> Exercise prompt
Begin at the line containing "assert_eq!(report.new_checkpoint, Some(1));" in the data below and go on through the line containing "assert!(!report.new_lap);", repeating each line exactly; include both ends and no other line.

> Data to use
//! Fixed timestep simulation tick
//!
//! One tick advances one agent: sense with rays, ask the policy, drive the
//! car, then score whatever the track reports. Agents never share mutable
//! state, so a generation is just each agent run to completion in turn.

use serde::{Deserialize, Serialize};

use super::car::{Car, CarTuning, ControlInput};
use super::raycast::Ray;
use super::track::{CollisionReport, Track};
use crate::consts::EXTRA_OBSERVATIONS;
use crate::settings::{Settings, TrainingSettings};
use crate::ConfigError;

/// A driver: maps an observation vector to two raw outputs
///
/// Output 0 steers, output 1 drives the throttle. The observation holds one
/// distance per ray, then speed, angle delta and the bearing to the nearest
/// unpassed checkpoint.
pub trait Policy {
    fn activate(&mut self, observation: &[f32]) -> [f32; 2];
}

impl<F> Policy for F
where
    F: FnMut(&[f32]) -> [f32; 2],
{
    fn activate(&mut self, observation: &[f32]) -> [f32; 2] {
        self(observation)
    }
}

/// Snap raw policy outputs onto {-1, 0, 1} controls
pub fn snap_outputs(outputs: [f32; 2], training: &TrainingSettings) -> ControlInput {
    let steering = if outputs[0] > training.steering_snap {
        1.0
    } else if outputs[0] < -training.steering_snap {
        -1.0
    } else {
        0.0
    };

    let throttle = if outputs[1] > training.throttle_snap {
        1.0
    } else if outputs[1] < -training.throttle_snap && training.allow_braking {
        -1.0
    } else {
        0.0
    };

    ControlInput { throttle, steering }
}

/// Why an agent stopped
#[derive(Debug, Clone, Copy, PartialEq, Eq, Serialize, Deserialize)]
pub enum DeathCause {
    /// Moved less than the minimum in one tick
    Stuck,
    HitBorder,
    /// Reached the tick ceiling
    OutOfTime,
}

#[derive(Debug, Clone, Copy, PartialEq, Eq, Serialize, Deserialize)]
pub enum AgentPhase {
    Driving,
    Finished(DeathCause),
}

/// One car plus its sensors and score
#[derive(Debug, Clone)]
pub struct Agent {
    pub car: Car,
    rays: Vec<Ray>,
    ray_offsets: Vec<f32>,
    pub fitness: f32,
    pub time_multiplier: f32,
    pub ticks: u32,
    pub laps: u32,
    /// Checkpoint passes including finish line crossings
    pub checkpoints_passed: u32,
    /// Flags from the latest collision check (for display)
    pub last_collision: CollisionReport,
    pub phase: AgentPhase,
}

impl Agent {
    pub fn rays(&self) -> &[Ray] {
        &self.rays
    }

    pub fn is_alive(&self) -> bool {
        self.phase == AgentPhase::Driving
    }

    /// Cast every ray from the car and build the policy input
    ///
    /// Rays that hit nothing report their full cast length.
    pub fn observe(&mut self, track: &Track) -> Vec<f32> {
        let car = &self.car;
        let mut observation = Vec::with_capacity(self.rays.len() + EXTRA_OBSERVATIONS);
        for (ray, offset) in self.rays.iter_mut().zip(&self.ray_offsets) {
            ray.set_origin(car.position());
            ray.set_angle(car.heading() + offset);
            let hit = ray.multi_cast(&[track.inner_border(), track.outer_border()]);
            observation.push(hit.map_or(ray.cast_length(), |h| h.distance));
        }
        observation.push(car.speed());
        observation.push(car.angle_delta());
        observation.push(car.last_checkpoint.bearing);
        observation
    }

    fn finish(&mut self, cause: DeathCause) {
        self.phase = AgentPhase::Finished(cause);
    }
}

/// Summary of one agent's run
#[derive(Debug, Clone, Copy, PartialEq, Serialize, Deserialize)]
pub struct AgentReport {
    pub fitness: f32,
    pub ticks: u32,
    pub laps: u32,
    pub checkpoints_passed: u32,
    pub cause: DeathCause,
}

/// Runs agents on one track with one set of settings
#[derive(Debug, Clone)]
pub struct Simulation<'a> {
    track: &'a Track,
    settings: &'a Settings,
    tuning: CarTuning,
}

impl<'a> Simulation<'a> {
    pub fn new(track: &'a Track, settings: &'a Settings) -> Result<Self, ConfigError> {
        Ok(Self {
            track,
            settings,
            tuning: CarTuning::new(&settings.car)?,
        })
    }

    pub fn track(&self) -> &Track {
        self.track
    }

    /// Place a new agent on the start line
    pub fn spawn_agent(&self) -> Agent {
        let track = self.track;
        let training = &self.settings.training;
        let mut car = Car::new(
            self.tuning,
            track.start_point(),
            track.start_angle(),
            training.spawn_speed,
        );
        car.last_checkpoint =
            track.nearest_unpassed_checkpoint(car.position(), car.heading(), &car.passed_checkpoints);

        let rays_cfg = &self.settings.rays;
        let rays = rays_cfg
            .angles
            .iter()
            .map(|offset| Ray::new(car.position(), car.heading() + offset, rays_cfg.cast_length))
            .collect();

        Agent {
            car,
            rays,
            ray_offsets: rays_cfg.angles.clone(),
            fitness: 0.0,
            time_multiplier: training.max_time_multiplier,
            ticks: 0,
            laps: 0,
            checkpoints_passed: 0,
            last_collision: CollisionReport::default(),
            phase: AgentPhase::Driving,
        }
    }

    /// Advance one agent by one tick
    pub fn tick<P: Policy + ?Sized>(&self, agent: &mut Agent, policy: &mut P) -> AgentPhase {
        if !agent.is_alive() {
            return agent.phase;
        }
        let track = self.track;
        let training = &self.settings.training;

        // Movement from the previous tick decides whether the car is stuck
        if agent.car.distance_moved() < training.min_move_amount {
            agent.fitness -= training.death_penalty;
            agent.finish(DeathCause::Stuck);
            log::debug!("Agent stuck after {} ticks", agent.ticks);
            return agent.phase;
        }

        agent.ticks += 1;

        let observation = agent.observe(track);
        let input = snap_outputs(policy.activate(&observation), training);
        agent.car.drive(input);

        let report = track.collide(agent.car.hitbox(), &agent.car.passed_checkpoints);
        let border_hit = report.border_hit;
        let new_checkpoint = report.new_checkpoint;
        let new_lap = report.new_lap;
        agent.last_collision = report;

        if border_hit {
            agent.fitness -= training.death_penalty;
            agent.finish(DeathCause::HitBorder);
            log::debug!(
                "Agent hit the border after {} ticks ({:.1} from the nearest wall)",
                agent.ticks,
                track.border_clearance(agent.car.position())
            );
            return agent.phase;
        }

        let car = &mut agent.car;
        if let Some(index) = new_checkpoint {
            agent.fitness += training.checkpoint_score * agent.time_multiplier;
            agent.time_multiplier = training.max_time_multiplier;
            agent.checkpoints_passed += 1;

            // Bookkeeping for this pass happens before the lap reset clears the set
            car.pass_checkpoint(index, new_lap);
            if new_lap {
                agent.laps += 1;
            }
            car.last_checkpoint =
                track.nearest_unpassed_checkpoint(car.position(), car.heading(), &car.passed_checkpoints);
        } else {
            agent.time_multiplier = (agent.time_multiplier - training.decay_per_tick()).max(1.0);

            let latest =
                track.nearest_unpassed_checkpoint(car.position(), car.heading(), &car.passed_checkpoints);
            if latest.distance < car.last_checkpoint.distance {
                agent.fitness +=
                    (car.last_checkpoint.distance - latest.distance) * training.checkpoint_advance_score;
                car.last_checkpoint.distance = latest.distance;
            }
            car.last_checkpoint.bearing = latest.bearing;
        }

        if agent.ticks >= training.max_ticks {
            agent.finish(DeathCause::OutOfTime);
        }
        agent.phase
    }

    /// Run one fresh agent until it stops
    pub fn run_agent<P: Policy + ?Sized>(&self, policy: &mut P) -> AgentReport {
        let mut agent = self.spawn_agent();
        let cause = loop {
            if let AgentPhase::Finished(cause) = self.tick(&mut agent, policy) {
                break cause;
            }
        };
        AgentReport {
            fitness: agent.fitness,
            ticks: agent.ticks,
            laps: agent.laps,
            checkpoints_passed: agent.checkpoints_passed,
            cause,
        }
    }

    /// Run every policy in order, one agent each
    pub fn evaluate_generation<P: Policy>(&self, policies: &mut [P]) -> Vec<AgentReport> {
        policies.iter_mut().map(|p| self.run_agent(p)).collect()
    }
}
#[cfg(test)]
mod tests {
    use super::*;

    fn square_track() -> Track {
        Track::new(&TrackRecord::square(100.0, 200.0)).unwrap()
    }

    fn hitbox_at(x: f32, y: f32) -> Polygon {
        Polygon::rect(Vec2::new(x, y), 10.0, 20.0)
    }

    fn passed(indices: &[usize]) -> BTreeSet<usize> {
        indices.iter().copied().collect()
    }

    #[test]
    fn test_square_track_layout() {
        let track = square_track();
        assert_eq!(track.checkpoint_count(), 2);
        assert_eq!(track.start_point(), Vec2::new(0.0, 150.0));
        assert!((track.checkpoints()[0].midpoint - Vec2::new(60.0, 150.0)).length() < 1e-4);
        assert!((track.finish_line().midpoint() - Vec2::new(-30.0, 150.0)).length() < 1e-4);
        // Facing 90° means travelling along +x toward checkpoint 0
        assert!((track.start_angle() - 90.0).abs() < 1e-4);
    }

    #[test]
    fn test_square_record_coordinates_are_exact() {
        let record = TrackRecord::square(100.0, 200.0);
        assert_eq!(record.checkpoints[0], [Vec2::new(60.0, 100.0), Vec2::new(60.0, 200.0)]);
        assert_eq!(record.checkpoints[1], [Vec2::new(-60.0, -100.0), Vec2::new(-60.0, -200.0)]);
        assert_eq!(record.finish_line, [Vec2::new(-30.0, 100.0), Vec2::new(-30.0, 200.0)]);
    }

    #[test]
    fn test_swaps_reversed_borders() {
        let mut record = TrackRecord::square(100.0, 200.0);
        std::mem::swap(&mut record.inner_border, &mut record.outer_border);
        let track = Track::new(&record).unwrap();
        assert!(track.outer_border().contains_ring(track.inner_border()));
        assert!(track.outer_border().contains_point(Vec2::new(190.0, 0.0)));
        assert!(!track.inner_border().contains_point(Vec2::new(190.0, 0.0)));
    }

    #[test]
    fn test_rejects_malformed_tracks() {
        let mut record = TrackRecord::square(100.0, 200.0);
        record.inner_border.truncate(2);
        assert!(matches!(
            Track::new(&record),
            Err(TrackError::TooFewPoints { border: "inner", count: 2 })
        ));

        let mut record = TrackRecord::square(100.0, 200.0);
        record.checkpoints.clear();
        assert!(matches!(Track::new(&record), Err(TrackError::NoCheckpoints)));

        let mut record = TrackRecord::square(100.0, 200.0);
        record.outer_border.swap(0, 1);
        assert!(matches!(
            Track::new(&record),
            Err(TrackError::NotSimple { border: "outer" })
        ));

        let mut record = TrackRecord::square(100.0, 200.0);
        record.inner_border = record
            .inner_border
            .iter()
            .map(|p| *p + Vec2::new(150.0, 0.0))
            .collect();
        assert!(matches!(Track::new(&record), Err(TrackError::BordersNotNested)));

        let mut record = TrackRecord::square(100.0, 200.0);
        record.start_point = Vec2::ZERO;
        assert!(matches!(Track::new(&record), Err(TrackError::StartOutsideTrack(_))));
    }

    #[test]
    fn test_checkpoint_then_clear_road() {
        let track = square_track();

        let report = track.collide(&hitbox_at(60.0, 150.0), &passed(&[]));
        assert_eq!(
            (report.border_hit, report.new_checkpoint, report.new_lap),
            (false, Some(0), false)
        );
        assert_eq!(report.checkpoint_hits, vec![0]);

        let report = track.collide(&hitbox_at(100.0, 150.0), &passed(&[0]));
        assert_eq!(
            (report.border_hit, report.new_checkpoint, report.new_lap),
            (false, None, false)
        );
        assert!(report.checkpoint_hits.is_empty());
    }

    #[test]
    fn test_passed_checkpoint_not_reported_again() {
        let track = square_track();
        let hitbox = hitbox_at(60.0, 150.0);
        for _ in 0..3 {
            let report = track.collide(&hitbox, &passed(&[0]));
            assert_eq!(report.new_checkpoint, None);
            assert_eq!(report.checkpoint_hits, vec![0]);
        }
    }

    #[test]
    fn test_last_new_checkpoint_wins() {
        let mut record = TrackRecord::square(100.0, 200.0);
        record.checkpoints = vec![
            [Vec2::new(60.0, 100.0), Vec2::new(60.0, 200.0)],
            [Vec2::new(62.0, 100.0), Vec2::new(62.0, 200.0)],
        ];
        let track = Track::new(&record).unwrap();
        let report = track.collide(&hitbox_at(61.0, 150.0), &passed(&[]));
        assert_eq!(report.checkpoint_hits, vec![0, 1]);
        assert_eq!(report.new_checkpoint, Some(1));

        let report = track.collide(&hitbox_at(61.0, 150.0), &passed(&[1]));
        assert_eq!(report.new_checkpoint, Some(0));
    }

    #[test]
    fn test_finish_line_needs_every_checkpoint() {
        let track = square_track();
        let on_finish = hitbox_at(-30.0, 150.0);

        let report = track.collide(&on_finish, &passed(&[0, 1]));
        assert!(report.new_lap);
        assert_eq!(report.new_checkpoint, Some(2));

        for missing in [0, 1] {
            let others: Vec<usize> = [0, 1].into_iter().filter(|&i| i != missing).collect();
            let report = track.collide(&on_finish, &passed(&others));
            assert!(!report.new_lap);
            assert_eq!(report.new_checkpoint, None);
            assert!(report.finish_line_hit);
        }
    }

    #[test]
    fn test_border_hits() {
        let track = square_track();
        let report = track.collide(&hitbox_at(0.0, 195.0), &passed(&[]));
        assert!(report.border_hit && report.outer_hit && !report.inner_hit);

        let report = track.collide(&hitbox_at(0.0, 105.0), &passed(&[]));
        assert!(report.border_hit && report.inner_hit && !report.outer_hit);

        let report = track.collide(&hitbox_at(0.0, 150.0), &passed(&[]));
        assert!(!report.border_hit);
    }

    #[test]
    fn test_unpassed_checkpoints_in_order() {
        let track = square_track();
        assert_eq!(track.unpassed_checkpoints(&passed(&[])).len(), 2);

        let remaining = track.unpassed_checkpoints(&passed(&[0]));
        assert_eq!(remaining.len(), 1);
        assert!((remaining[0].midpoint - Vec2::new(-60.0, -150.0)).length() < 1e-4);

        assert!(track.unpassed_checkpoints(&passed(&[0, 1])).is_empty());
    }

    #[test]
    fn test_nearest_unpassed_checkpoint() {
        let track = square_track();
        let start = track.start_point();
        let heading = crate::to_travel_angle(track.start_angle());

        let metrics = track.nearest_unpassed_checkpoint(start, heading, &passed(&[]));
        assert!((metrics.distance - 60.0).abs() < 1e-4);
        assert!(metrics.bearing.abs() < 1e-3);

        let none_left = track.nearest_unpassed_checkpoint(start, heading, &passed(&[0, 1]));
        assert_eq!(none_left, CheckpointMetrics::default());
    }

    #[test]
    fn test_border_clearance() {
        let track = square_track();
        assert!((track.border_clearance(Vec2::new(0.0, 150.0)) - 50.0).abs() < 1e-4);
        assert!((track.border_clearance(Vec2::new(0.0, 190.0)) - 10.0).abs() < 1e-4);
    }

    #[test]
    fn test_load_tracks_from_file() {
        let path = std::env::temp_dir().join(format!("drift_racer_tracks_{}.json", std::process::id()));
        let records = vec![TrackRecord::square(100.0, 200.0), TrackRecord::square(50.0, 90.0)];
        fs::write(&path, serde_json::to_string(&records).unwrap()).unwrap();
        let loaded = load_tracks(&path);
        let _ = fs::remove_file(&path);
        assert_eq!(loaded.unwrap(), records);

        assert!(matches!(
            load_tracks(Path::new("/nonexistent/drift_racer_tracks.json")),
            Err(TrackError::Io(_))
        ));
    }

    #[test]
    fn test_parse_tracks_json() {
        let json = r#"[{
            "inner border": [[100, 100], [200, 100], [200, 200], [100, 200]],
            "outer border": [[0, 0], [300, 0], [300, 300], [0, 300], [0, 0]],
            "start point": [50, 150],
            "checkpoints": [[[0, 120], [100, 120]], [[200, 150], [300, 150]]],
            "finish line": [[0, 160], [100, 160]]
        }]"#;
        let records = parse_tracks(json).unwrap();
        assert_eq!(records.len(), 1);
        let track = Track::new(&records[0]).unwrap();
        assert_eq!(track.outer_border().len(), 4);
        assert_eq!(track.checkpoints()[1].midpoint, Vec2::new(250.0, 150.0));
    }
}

--

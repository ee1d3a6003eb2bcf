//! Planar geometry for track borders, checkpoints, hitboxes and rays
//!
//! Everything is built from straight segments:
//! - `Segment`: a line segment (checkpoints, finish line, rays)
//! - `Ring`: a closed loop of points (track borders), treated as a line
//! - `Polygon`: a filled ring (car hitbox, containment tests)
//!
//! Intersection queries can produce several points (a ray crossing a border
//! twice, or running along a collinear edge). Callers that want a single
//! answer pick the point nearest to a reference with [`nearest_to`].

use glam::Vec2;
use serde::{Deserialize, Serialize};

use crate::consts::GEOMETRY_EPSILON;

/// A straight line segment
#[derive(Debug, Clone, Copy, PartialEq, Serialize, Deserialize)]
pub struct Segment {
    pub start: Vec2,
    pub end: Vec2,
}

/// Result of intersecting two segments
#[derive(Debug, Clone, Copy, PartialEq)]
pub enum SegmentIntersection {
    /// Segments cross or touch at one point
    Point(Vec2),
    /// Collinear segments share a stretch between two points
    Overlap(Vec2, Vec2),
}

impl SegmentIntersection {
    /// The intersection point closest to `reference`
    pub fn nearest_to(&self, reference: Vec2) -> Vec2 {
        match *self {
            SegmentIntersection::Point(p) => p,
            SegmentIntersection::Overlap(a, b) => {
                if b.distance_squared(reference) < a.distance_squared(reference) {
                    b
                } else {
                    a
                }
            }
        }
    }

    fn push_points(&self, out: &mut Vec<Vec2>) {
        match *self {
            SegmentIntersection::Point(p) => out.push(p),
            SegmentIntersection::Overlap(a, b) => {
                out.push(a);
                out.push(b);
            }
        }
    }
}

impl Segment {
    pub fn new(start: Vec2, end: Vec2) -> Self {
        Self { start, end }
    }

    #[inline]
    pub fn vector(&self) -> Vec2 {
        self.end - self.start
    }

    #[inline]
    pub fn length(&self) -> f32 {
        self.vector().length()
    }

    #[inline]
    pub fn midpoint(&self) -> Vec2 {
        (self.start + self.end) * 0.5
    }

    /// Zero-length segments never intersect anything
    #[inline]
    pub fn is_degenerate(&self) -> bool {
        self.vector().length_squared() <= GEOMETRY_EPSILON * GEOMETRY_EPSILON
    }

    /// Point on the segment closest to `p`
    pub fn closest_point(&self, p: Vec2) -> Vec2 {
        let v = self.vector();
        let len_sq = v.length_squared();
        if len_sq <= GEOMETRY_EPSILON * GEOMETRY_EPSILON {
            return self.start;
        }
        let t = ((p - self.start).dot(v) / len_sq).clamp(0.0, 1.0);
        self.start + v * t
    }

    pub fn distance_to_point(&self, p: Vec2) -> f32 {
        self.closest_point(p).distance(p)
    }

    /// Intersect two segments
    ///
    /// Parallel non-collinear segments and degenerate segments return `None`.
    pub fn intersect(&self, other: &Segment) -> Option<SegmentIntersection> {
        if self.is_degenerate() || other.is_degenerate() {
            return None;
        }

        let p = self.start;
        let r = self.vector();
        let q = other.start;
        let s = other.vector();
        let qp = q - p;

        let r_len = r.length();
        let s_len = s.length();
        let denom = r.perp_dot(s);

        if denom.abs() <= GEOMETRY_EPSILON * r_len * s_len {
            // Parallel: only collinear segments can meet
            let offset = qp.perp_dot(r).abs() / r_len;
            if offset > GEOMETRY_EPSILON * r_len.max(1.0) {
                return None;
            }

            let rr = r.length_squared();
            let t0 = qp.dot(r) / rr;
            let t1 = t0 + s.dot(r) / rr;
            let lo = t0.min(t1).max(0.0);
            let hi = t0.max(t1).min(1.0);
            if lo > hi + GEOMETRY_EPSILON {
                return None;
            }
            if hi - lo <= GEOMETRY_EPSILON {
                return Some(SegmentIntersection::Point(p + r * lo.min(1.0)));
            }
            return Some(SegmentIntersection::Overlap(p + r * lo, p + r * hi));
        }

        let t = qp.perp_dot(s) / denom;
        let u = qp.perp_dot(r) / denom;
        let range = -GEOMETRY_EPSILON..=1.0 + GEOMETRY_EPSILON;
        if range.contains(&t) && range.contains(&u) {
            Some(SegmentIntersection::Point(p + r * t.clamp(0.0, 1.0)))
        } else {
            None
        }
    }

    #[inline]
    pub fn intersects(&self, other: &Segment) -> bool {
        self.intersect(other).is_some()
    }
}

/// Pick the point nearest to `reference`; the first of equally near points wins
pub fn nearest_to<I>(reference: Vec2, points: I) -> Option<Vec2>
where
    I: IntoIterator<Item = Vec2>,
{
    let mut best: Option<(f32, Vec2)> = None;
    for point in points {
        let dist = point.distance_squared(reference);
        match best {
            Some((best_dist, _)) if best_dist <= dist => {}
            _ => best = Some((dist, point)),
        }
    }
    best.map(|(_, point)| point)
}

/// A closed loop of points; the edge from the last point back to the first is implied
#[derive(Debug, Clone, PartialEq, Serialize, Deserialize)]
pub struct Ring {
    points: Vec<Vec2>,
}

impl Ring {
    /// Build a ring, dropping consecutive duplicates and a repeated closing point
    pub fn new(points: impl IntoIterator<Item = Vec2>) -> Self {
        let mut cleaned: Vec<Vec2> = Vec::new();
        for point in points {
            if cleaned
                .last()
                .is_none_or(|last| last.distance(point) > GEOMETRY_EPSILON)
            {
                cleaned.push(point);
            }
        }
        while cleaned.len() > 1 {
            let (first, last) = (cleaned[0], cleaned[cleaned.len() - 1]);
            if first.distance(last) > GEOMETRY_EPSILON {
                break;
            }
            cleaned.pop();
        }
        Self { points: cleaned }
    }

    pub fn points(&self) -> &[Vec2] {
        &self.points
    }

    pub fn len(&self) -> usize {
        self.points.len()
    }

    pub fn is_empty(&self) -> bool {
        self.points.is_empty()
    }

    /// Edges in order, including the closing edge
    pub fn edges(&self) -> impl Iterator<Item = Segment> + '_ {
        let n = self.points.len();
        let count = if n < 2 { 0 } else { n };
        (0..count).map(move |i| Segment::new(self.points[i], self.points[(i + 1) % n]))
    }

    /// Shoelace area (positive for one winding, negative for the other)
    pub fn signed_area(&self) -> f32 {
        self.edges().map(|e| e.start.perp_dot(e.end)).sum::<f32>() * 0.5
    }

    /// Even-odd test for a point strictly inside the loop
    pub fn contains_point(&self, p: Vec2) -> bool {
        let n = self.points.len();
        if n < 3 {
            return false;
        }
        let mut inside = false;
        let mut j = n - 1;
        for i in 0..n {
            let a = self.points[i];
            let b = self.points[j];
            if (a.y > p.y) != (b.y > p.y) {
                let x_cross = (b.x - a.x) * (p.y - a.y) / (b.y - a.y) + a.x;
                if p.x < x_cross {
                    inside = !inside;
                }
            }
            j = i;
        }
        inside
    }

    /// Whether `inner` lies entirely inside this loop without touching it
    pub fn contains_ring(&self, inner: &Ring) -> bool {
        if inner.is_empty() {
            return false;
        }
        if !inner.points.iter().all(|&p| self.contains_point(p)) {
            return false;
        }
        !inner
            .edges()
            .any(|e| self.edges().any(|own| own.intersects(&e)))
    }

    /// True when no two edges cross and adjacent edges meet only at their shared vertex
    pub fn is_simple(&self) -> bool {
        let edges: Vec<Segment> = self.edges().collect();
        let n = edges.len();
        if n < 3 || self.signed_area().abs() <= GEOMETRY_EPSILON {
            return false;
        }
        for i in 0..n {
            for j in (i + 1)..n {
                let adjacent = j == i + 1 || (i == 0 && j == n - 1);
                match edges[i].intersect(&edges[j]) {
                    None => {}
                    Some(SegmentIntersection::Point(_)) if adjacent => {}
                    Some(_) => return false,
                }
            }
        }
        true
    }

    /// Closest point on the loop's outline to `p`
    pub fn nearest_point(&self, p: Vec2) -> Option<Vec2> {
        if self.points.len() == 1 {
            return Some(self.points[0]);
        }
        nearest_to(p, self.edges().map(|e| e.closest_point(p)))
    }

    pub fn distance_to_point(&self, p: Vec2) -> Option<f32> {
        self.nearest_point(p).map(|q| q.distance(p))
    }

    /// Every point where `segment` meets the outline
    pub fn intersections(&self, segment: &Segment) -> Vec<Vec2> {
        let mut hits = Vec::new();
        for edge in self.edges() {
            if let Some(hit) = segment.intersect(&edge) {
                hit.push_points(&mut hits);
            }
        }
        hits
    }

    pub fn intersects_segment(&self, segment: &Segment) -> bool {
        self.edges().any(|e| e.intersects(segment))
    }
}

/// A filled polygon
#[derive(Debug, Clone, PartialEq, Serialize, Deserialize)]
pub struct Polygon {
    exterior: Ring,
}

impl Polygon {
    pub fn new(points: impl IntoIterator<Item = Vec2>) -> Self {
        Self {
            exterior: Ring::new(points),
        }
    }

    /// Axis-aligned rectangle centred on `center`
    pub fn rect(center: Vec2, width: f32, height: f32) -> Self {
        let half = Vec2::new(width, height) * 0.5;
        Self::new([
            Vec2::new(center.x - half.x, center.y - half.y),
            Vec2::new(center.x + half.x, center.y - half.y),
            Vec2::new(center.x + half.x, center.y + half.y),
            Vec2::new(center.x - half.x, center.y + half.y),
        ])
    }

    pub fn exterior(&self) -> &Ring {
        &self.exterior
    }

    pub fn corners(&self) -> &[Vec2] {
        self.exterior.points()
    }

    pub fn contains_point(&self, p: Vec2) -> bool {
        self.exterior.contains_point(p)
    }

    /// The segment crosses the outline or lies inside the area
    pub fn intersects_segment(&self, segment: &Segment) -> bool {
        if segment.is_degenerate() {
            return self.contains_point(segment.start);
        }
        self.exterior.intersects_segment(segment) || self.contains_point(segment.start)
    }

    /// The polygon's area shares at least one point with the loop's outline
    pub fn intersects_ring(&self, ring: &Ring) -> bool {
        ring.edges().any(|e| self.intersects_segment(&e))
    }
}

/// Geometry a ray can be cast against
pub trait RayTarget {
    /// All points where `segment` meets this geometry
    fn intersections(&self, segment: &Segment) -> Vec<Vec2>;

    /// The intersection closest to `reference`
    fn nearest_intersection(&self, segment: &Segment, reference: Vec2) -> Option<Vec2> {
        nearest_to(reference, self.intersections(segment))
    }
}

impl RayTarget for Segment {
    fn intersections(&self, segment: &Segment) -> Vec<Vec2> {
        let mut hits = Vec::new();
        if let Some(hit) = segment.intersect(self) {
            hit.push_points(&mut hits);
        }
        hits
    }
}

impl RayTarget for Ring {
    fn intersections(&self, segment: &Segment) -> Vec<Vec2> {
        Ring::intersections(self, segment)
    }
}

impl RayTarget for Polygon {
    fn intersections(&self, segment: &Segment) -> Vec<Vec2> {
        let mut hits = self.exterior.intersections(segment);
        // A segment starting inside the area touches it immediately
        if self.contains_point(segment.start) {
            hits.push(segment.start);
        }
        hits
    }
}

> Answer section
        assert_eq!(report.new_checkpoint, Some(1));

        let report = track.collide(&hitbox_at(61.0, 150.0), &passed(&[1]));
        assert_eq!(report.new_checkpoint, Some(0));
    }

    #[test]
    fn test_finish_line_needs_every_checkpoint() {
        let track = square_track();
        let on_finish = hitbox_at(-30.0, 150.0);

        let report = track.collide(&on_finish, &passed(&[0, 1]));
        assert!(report.new_lap);
        assert_eq!(report.new_checkpoint, Some(2));

        for missing in [0, 1] {
            let others: Vec<usize> = [0, 1].into_iter().filter(|&i| i != missing).collect();
            let report = track.collide(&on_finish, &passed(&others));
            assert!(!report.new_lap);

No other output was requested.